A simmering debate over how to spend hundreds of thousands of dollars from the Community Preservation Fund resurfaced Thursday night during a joint meeting between Greenport Village and Town of Southold officials.

At the heart of the disagreement is a state law that now mandates 10% of CPF revenues be directed to “disadvantaged communities” — a category that includes the Village of Greenport.

Village officials, led by Mayor Kevin Stuessi, are pushing for CPF money to be used within Greenport’s dense, 1.2-square-mile footprint, for water quality and historic preservation. Town officials remain focused on using CPF funds exclusively for open space and farmland preservation — the historic priorities of the fund.
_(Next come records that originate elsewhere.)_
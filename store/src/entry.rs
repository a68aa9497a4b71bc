//! Ledger entry records: the immutable, append-only journal.
//!
//! Each entry type has its own metadata shape; [`EntryMeta`] is the tagged
//! union over them. Entries are built through the constructors on
//! [`NewEntry`], which pair every entry type with the metadata it carries.

use bounty_types::{
    Amount, BasisPoints, Chain, EntryId, MilestoneId, Owner, SettlementId, SubmissionId, TaskId,
    Timestamp, WithdrawalId, WorkerId,
};
use serde::{Deserialize, Serialize};

#[derive(Clone, Copy, Debug, PartialEq, Eq, Hash, Serialize, Deserialize)]
#[serde(rename_all = "snake_case")]
pub enum EntryType {
    Lock,
    Unlock,
    Slash,
    Payout,
    ProtocolFeeAccrual,
    Deposit,
    Withdrawal,
}

impl EntryType {
    pub fn as_str(&self) -> &'static str {
        match self {
            EntryType::Lock => "lock",
            EntryType::Unlock => "unlock",
            EntryType::Slash => "slash",
            EntryType::Payout => "payout",
            EntryType::ProtocolFeeAccrual => "protocol_fee_accrual",
            EntryType::Deposit => "deposit",
            EntryType::Withdrawal => "withdrawal",
        }
    }
}

/// Worker stake locked against a task (and optionally a milestone).
#[derive(Clone, Debug, PartialEq, Eq, Serialize, Deserialize)]
pub struct StakeMeta {
    pub task_id: TaskId,
    pub milestone_id: Option<MilestoneId>,
}

/// Task reward held in escrow for the creator.
#[derive(Clone, Debug, PartialEq, Eq, Serialize, Deserialize)]
pub struct EscrowMeta {
    pub task_id: TaskId,
}

#[derive(Clone, Debug, PartialEq, Eq, Serialize, Deserialize)]
pub struct SlashMeta {
    pub task_id: TaskId,
    pub milestone_id: Option<MilestoneId>,
    pub locked: Amount,
    pub slashed: Amount,
    pub returned: Amount,
    pub rate: BasisPoints,
}

#[derive(Clone, Debug, PartialEq, Eq, Serialize, Deserialize)]
pub struct SettlementMeta {
    pub settlement_id: SettlementId,
    pub task_id: TaskId,
    pub milestone_id: Option<MilestoneId>,
    pub gross: Amount,
    pub fee: Amount,
    pub net: Amount,
    pub rate: BasisPoints,
}

#[derive(Clone, Debug, PartialEq, Eq, Serialize, Deserialize)]
pub struct DepositMeta {
    /// Provider-side reference (transaction hash or deposit id).
    pub reference: String,
}

#[derive(Clone, Debug, PartialEq, Eq, Serialize, Deserialize)]
pub struct WithdrawalMeta {
    pub withdrawal_id: WithdrawalId,
    pub destination: String,
}

#[derive(Clone, Debug, PartialEq, Eq, Serialize, Deserialize)]
pub enum EntryMeta {
    Stake(StakeMeta),
    Escrow(EscrowMeta),
    Slash(SlashMeta),
    Settlement(SettlementMeta),
    Deposit(DepositMeta),
    Withdrawal(WithdrawalMeta),
}

impl EntryMeta {
    pub fn settlement_id(&self) -> Option<&SettlementId> {
        match self {
            EntryMeta::Settlement(meta) => Some(&meta.settlement_id),
            _ => None,
        }
    }
}

/// An entry that has not been assigned an id yet.
#[derive(Clone, Debug, PartialEq, Eq, Serialize, Deserialize)]
pub struct NewEntry {
    pub chain: Chain,
    pub amount: Amount,
    pub entry_type: EntryType,
    pub from: Option<Owner>,
    pub to: Option<Owner>,
    pub task_id: Option<TaskId>,
    pub submission_id: Option<SubmissionId>,
    pub meta: EntryMeta,
    pub created_at: Timestamp,
}

impl NewEntry {
    pub fn stake_lock(
        worker: &WorkerId,
        chain: Chain,
        amount: Amount,
        meta: StakeMeta,
        now: Timestamp,
    ) -> Self {
        Self::stake(EntryType::Lock, worker, chain, amount, meta, now)
    }

    pub fn stake_unlock(
        worker: &WorkerId,
        chain: Chain,
        amount: Amount,
        meta: StakeMeta,
        now: Timestamp,
    ) -> Self {
        Self::stake(EntryType::Unlock, worker, chain, amount, meta, now)
    }

    fn stake(
        entry_type: EntryType,
        worker: &WorkerId,
        chain: Chain,
        amount: Amount,
        meta: StakeMeta,
        now: Timestamp,
    ) -> Self {
        Self {
            chain,
            amount,
            entry_type,
            from: Some(Owner::Worker(worker.clone())),
            to: Some(Owner::Worker(worker.clone())),
            task_id: Some(meta.task_id.clone()),
            submission_id: None,
            meta: EntryMeta::Stake(meta),
            created_at: now,
        }
    }

    pub fn escrow_lock(
        creator: &WorkerId,
        chain: Chain,
        amount: Amount,
        task_id: &TaskId,
        now: Timestamp,
    ) -> Self {
        Self::escrow(EntryType::Lock, creator, chain, amount, task_id, now)
    }

    /// Escrow returned to the creator (refund or unspent remainder).
    pub fn escrow_unlock(
        creator: &WorkerId,
        chain: Chain,
        amount: Amount,
        task_id: &TaskId,
        now: Timestamp,
    ) -> Self {
        Self::escrow(EntryType::Unlock, creator, chain, amount, task_id, now)
    }

    fn escrow(
        entry_type: EntryType,
        creator: &WorkerId,
        chain: Chain,
        amount: Amount,
        task_id: &TaskId,
        now: Timestamp,
    ) -> Self {
        Self {
            chain,
            amount,
            entry_type,
            from: Some(Owner::Worker(creator.clone())),
            to: Some(Owner::Worker(creator.clone())),
            task_id: Some(task_id.clone()),
            submission_id: None,
            meta: EntryMeta::Escrow(EscrowMeta {
                task_id: task_id.clone(),
            }),
            created_at: now,
        }
    }

    /// The entry amount is the slashed part; the returned part lives in the metadata.
    pub fn slash(worker: &WorkerId, chain: Chain, meta: SlashMeta, now: Timestamp) -> Self {
        Self {
            chain,
            amount: meta.slashed,
            entry_type: EntryType::Slash,
            from: Some(Owner::Worker(worker.clone())),
            to: Some(Owner::Protocol),
            task_id: Some(meta.task_id.clone()),
            submission_id: None,
            meta: EntryMeta::Slash(meta),
            created_at: now,
        }
    }

    pub fn payout(
        payer: &WorkerId,
        worker: &WorkerId,
        chain: Chain,
        submission_id: &SubmissionId,
        meta: SettlementMeta,
        now: Timestamp,
    ) -> Self {
        Self {
            chain,
            amount: meta.net,
            entry_type: EntryType::Payout,
            from: Some(Owner::Worker(payer.clone())),
            to: Some(Owner::Worker(worker.clone())),
            task_id: Some(meta.task_id.clone()),
            submission_id: Some(submission_id.clone()),
            meta: EntryMeta::Settlement(meta),
            created_at: now,
        }
    }

    pub fn fee_accrual(
        payer: &WorkerId,
        chain: Chain,
        submission_id: &SubmissionId,
        meta: SettlementMeta,
        now: Timestamp,
    ) -> Self {
        Self {
            chain,
            amount: meta.fee,
            entry_type: EntryType::ProtocolFeeAccrual,
            from: Some(Owner::Worker(payer.clone())),
            to: Some(Owner::Protocol),
            task_id: Some(meta.task_id.clone()),
            submission_id: Some(submission_id.clone()),
            meta: EntryMeta::Settlement(meta),
            created_at: now,
        }
    }

    pub fn deposit(
        worker: &WorkerId,
        chain: Chain,
        amount: Amount,
        reference: &str,
        now: Timestamp,
    ) -> Self {
        Self {
            chain,
            amount,
            entry_type: EntryType::Deposit,
            from: None,
            to: Some(Owner::Worker(worker.clone())),
            task_id: None,
            submission_id: None,
            meta: EntryMeta::Deposit(DepositMeta {
                reference: reference.to_string(),
            }),
            created_at: now,
        }
    }

    pub fn withdrawal(
        worker: &WorkerId,
        chain: Chain,
        amount: Amount,
        meta: WithdrawalMeta,
        now: Timestamp,
    ) -> Self {
        Self {
            chain,
            amount,
            entry_type: EntryType::Withdrawal,
            from: Some(Owner::Worker(worker.clone())),
            to: None,
            task_id: None,
            submission_id: None,
            meta: EntryMeta::Withdrawal(meta),
            created_at: now,
        }
    }
}

/// A journalled entry. Never updated or deleted once written.
#[derive(Clone, Debug, PartialEq, Eq, Serialize, Deserialize)]
pub struct LedgerEntry {
    pub id: EntryId,
    pub chain: Chain,
    pub amount: Amount,
    pub entry_type: EntryType,
    pub from: Option<Owner>,
    pub to: Option<Owner>,
    pub task_id: Option<TaskId>,
    pub submission_id: Option<SubmissionId>,
    pub meta: EntryMeta,
    pub created_at: Timestamp,
}

impl LedgerEntry {
    pub fn from_new(id: EntryId, entry: NewEntry) -> Self {
        Self {
            id,
            chain: entry.chain,
            amount: entry.amount,
            entry_type: entry.entry_type,
            from: entry.from,
            to: entry.to,
            task_id: entry.task_id,
            submission_id: entry.submission_id,
            meta: entry.meta,
            created_at: entry.created_at,
        }
    }
}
In 1998, the five East End towns of East Hampton, Shelter Island, Southampton, Southold and Riverhead approved a 2% real estate transfer tax to be used for protecting farmland and open space from development and preserving community character. A 2016 water quality amendment has been adopted by other East End towns, but not Southold. Last year, Southold’s CPF took in an estimated $11.1 million.

‘The village has needs’

“For 30 years, the Village of Greenport has been contributing to the CPF fund,” Stuessi said. “And we have not received one dollar directly within the village.”
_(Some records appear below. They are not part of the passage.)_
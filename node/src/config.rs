//! Engine configuration with TOML file support.

use serde::{Deserialize, Serialize};
use std::path::{Path, PathBuf};
use std::time::Duration;

use bounty_ledger::journal::MAX_ENTRY_PAGE;
use bounty_types::params::{DEFAULT_FEE_BPS, NEUTRAL_REPUTATION_BPS};
use bounty_types::{BasisPoints, Chain, ProtocolParams};

use crate::logging::LogFormat;
use crate::NodeError;

/// Which backend holds the ledger.
#[derive(Clone, Copy, Debug, PartialEq, Eq, Serialize, Deserialize)]
#[serde(rename_all = "lowercase")]
pub enum StorageKind {
    /// Process memory only; everything is lost on exit.
    Memory,
    /// LMDB environment under `data_dir`.
    Lmdb,
}

/// Configuration for a ledger engine.
///
/// Can be loaded from a TOML file via [`NodeConfig::from_toml_file`] or
/// built programmatically (e.g. for tests). Every field has a default, so
/// an empty file is a valid configuration.
#[derive(Clone, Debug, PartialEq, Serialize, Deserialize)]
pub struct NodeConfig {
    /// Data directory for ledger storage.
    #[serde(default = "default_data_dir")]
    pub data_dir: PathBuf,

    #[serde(default = "default_storage")]
    pub storage: StorageKind,

    /// LMDB map size in bytes.
    #[serde(default = "default_lmdb_map_size")]
    pub lmdb_map_size: usize,

    /// Chains with a protocol account; bootstrapped at startup.
    #[serde(default = "default_chains")]
    pub chains: Vec<Chain>,

    #[serde(default = "default_fee_bps")]
    pub default_fee_bps: u32,

    #[serde(default = "default_claim_timeout_minutes")]
    pub default_claim_timeout_minutes: u32,

    #[serde(default = "default_max_attempts_per_worker")]
    pub default_max_attempts_per_worker: u32,

    /// Upper bound on a `list_ledger_entries` page.
    #[serde(default = "default_max_entry_page")]
    pub max_entry_page: usize,

    #[serde(default = "default_outbox_poll_interval_ms")]
    pub outbox_poll_interval_ms: u64,

    #[serde(default = "default_outbox_batch_size")]
    pub outbox_batch_size: usize,

    /// Background expiry sweep period; 0 disables the sweep.
    #[serde(default)]
    pub sweep_interval_secs: u64,

    /// Log format: "human" or "json".
    #[serde(default = "default_log_format")]
    pub log_format: String,

    /// Log level filter: "trace", "debug", "info", "warn", "error".
    #[serde(default = "default_log_level")]
    pub log_level: String,

    #[serde(default)]
    pub enable_metrics: bool,
}

// ── Serde default helpers ──────────────────────────────────────────────

fn default_data_dir() -> PathBuf {
    PathBuf::from("./bounty_data")
}

fn default_storage() -> StorageKind {
    StorageKind::Lmdb
}

fn default_lmdb_map_size() -> usize {
    1 << 30
}

fn default_chains() -> Vec<Chain> {
    Chain::ALL.to_vec()
}

fn default_fee_bps() -> u32 {
    DEFAULT_FEE_BPS.value()
}

fn default_claim_timeout_minutes() -> u32 {
    60
}

fn default_max_attempts_per_worker() -> u32 {
    3
}

fn default_max_entry_page() -> usize {
    MAX_ENTRY_PAGE
}

fn default_outbox_poll_interval_ms() -> u64 {
    500
}

fn default_outbox_batch_size() -> usize {
    64
}

fn default_log_format() -> String {
    "human".to_string()
}

fn default_log_level() -> String {
    "info".to_string()
}

// ── Impl ───────────────────────────────────────────────────────────────

impl NodeConfig {
    /// Load configuration from a TOML file.
    pub fn from_toml_file(path: impl AsRef<Path>) -> Result<Self, NodeError> {
        let path = path.as_ref();
        let content = std::fs::read_to_string(path)
            .map_err(|e| NodeError::Config(format!("{}: {e}", path.display())))?;
        Self::from_toml_str(&content)
    }

    /// Parse configuration from a TOML string.
    pub fn from_toml_str(s: &str) -> Result<Self, NodeError> {
        toml::from_str(s).map_err(|e| NodeError::Config(e.to_string()))
    }

    /// Serialize the configuration to a TOML string.
    pub fn to_toml_string(&self) -> Result<String, NodeError> {
        toml::to_string_pretty(self).map_err(|e| NodeError::Config(e.to_string()))
    }

    /// A memory-backed configuration for tests and dry runs.
    pub fn in_memory() -> Self {
        Self {
            storage: StorageKind::Memory,
            ..Self::default()
        }
    }

    /// Reject values the engine cannot run with.
    pub fn validate(&self) -> Result<(), NodeError> {
        self.params()?;
        self.log_format()?;
        if self.chains.is_empty() {
            return Err(NodeError::Config("at least one chain is required".into()));
        }
        if self.outbox_batch_size == 0 {
            return Err(NodeError::Config("outbox_batch_size must be positive".into()));
        }
        if self.outbox_poll_interval_ms == 0 {
            return Err(NodeError::Config(
                "outbox_poll_interval_ms must be positive".into(),
            ));
        }
        Ok(())
    }

    /// The protocol parameters this configuration selects.
    pub fn params(&self) -> Result<ProtocolParams, NodeError> {
        let default_fee_bps = BasisPoints::new(self.default_fee_bps)
            .map_err(|e| NodeError::Config(format!("default_fee_bps: {e}")))?;
        if self.default_claim_timeout_minutes == 0 {
            return Err(NodeError::Config(
                "default_claim_timeout_minutes must be positive".into(),
            ));
        }
        if self.default_max_attempts_per_worker == 0 {
            return Err(NodeError::Config(
                "default_max_attempts_per_worker must be positive".into(),
            ));
        }
        Ok(ProtocolParams {
            default_fee_bps,
            default_claim_timeout_minutes: self.default_claim_timeout_minutes,
            default_max_attempts_per_worker: self.default_max_attempts_per_worker,
            neutral_reputation_bps: NEUTRAL_REPUTATION_BPS,
            max_entry_page: self.max_entry_page.clamp(1, MAX_ENTRY_PAGE),
        })
    }

    pub fn log_format(&self) -> Result<LogFormat, NodeError> {
        self.log_format.parse()
    }

    pub fn outbox_poll_interval(&self) -> Duration {
        Duration::from_millis(self.outbox_poll_interval_ms)
    }

    /// `None` when the background sweep is disabled.
    pub fn sweep_interval(&self) -> Option<Duration> {
        (self.sweep_interval_secs > 0).then(|| Duration::from_secs(self.sweep_interval_secs))
    }
}

impl Default for NodeConfig {
    fn default() -> Self {
        Self {
            data_dir: default_data_dir(),
            storage: default_storage(),
            lmdb_map_size: default_lmdb_map_size(),
            chains: default_chains(),
            default_fee_bps: default_fee_bps(),
            default_claim_timeout_minutes: default_claim_timeout_minutes(),
            default_max_attempts_per_worker: default_max_attempts_per_worker(),
            max_entry_page: default_max_entry_page(),
            outbox_poll_interval_ms: default_outbox_poll_interval_ms(),
            outbox_batch_size: default_outbox_batch_size(),
            sweep_interval_secs: 0,
            log_format: default_log_format(),
            log_level: default_log_level(),
            enable_metrics: false,
        }
    }
}

#[cfg(test)]
mod tests {
    use super::*;

    #[test]
    fn default_config_round_trips_through_toml() {
        let config = NodeConfig::default();
        let toml_str = config.to_toml_string().unwrap();
        let parsed = NodeConfig::from_toml_str(&toml_str).expect("should parse");
        assert_eq!(parsed, config);
    }

    #[test]
    fn minimal_toml_uses_defaults() {
        let config = NodeConfig::from_toml_str("").expect("empty toml should use defaults");
        assert_eq!(config.default_fee_bps, 250);
        assert_eq!(config.chains, vec![Chain::Eth, Chain::Btc, Chain::Usd]);
        assert_eq!(config.storage, StorageKind::Lmdb);
        assert_eq!(config.sweep_interval(), None);
        config.validate().unwrap();
    }

    #[test]
    fn partial_toml_overrides() {
        let toml = r#"
            storage = "memory"
            chains = ["ETH"]
            default_fee_bps = 300
            sweep_interval_secs = 30
        "#;
        let config = NodeConfig::from_toml_str(toml).expect("should parse");
        assert_eq!(config.storage, StorageKind::Memory);
        assert_eq!(config.chains, vec![Chain::Eth]);
        assert_eq!(config.params().unwrap().default_fee_bps.value(), 300);
        assert_eq!(config.sweep_interval(), Some(Duration::from_secs(30)));
        assert_eq!(config.log_format, "human");
    }

    #[test]
    fn out_of_range_values_are_rejected() {
        let config = NodeConfig {
            default_fee_bps: 10_001,
            ..NodeConfig::default()
        };
        assert!(matches!(config.validate(), Err(NodeError::Config(_))));

        let config = NodeConfig {
            chains: Vec::new(),
            ..NodeConfig::default()
        };
        assert!(config.validate().is_err());

        let config = NodeConfig {
            log_format: "xml".into(),
            ..NodeConfig::default()
        };
        assert!(config.validate().is_err());

        assert!(NodeConfig::from_toml_str(r#"chains = ["DOGE"]"#).is_err());
    }

    #[test]
    fn missing_file_returns_config_error() {
        let result = NodeConfig::from_toml_file("/nonexistent/bounty.toml");
        assert!(matches!(result, Err(NodeError::Config(_))));
    }
}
He and fellow village trustees argued that, for Greenport, the traditional CPF focus on farmland and open space preservation simply doesn’t apply.

“The village has needs,” Stuessi said. “Our needs are related to water quality and historic preservation. We now have a state law which specifically states 10% … it’s super clear what it says.”
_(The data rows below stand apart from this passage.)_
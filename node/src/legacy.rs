//! Read-only adapter for clients of the old per-worker balance fields.
//!
//! The view is derived from the canonical ledger on every call and is never
//! written back.

use serde::{Deserialize, Serialize};

use bounty_ledger::accounts;
use bounty_store::{AccountKey, LedgerRead};
use bounty_types::{Amount, Chain, Timestamp, WorkerId};

use crate::NodeError;

#[derive(Clone, Debug, PartialEq, Eq, Serialize, Deserialize)]
pub struct LegacyBalance {
    pub balance: Amount,
    pub staked: Amount,
    pub total_earned: Amount,
}

pub fn legacy_balance<R: LedgerRead + ?Sized>(
    reader: &R,
    worker: &WorkerId,
    chain: Chain,
    now: Timestamp,
) -> Result<LegacyBalance, NodeError> {
    let account = accounts::snapshot(reader, &AccountKey::worker(worker, chain), now)?;
    let total_earned = reader
        .worker(worker)?
        .map(|record| record.earned_on(chain))
        .unwrap_or(Amount::ZERO);
    Ok(LegacyBalance {
        balance: account.available,
        staked: account.locked,
        total_earned,
    })
}

#[cfg(test)]
mod tests {
    use super::*;
    use bounty_nullables::NullStore;
    use bounty_store::LedgerStore;

    #[test]
    fn unknown_worker_reads_as_zero() {
        let store = NullStore::new();
        let worker = WorkerId::new("ghost").unwrap();
        let view = store
            .read(|r| legacy_balance(r, &worker, Chain::Usd, Timestamp::new(1)))
            .unwrap();
        assert_eq!(
            view,
            LegacyBalance {
                balance: Amount::ZERO,
                staked: Amount::ZERO,
                total_earned: Amount::ZERO,
            }
        );
        assert_eq!(
            serde_json::to_value(&view).unwrap(),
            serde_json::json!({"balance": "0", "staked": "0", "total_earned": "0"})
        );
    }
}
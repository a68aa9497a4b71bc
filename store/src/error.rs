use thiserror::Error;

/// Failures surfaced by a ledger backend. Missing records are `Ok(None)` at
/// the read seam and duplicate idempotency keys are reported by
/// `insert_idempotency_key`, so neither appears here.
#[derive(Debug, Error)]
pub enum StoreError {
    #[error("ledger backend failed: {0}")]
    Backend(String),

    #[error("ledger record could not be encoded or decoded: {0}")]
    Serialization(String),

    /// An index or counter disagrees with the records it points at.
    #[error("ledger store is inconsistent: {0}")]
    Corruption(String),
}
Southold Land Preservation Coordinator Lily McCullough said that while the law does require 10% of CPF funds to benefit disadvantaged communities, the existing language remains vague and lacks clear guidance from the state.

“It’s one sentence in the law,” McCullough said, based on a framework taken from climate-related legislation with different goals and metrics. Still, she urged village officials to formulate plans for potential funding for water quality and historic preservation.

“There are a lot of uncertainties,” she said of the new language in the legislation. “That doesn’t mean we shouldn’t be thinking about how to do it … I encourage you to come talk to me. Let’s figure something out, because we’re going to have to figure how to make this work.” She said the 10% language “is in the statute … but right now, it isn’t very clear.”

‘A conscious decision’

Southold Supervisor Al Krupski defended the Town’s historic CPF strategy, citing the preservation of over 345 acres in the Greenport area, including Pipes Cove and Moores Woods. The veteran legislator also pointed to decades of successful stormwater management, shellfish bed restoration and beach protection efforts town-wide  — all funded through other mechanisms.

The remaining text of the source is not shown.